Historic house in New York, United States

Washingtonian Hall, also known as Amos Patterson House, is a historic home located in Endwell in Broome County, New York. It is a two-story, five-bay, center entrance, frame Federal style house built in 1799–1800. It was moved a short distance from its original site in 1924 and subsequently remodeled in the Colonial Revival style. Also on the property are contributing structures dating to the mid-1920s including a brick driveway, garden house and pergola. A 1920s carriage barn, horse barn, and picket fence were torn down after suffering severe damage in the 2006 flooding, however historic trim and lightning rods from the carriage house were reclaimed and installed on a new garage built in 2009.
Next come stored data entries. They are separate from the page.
//! Relex CLI
//!
//! Compiles a rule file into a lexer, then tokenizes inputs or exports an
//! automaton stage as Graphviz dot.

use clap::Parser;
use relex::{LexerBuilder, subset_construction};
use relex_tools::cli::{Cli, Commands, Stage};
use relex_tools::visualize::{dfa_dot, nfa_dot};
use std::fs;
use std::path::Path;

fn main() -> Result<(), Box<dyn std::error::Error>> {
    let cli = Cli::parse();

    match cli.command {
        Commands::Lex { rules, inputs } => {
            let lexer = compile_rules(&rules)?;

            for path in inputs {
                let input = fs::read_to_string(&path)?;
                println!("Lexing file: {}", path.display());

                let result = lexer.tokenize(&input);
                for token in &result.tokens {
                    println!(
                        "{:<20} [{}]",
                        token.text,
                        lexer.kind_names(&token.kinds).join(", ")
                    );
                }
                for error in &result.errors {
                    eprintln!("{error}");
                }
                println!("-----------");
            }
        }

        Commands::Viz {
            rules,
            stage,
            output,
        } => {
            let lexer = compile_rules(&rules)?;

            let dot = match stage {
                Stage::Nfa => nfa_dot(lexer.nfa()),
                // The pre-minimization DFA is not kept on the compiled
                // lexer; rebuild it from the merged NFA.
                Stage::Dfa => {
                    let raw = subset_construction(lexer.nfa());
                    dfa_dot(&raw, |kinds| lexer.kind_names(kinds).join(","))
                }
                Stage::Min => dfa_dot(lexer.dfa(), |kinds| lexer.kind_names(kinds).join(",")),
            };

            match output {
                Some(path) => {
                    fs::write(&path, dot)?;
                    println!("Wrote graph to {}", path.display());
                }
                None => print!("{dot}"),
            }
        }
    }

    Ok(())
}

/// Load and compile a rule file, reporting per-rule problems to stderr.
/// Bad rules are skipped; compilation itself never fails.
fn compile_rules(path: &Path) -> Result<relex::CompiledLexer, Box<dyn std::error::Error>> {
    let text = fs::read_to_string(path)?;
    let (rules, parse_errors) = relex::parse_rules(&text);
    for error in &parse_errors {
        eprintln!("{error}");
    }

    let lexer = LexerBuilder::new().rules(rules).build();
    for error in lexer.diagnostics() {
        eprintln!("{error}");
    }
    Ok(lexer)
}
Washingtonian Hall is 4800 square feet with 20 rooms and 4 fireplaces. It overlooks the Susquehanna river. There have been several additions and renovations over the years which retained the federal period architecture, moldings, and Palladian windows. Steam heat and electricity were added in 1924–25. Amos and Ann Patterson purchased 600 acres of land as a part of the Boston Ten Townships for the location of their farm and Washingtonian Hall.

Washingtonian Hall was listed on the National Register of Historic Places in 1996. The Patterson Hooper family cemetery is also on the National Register.

Below are two recent and two historic pictures of Washingtonian Hall, plus a picture of the Patterson Hooper family cemetery.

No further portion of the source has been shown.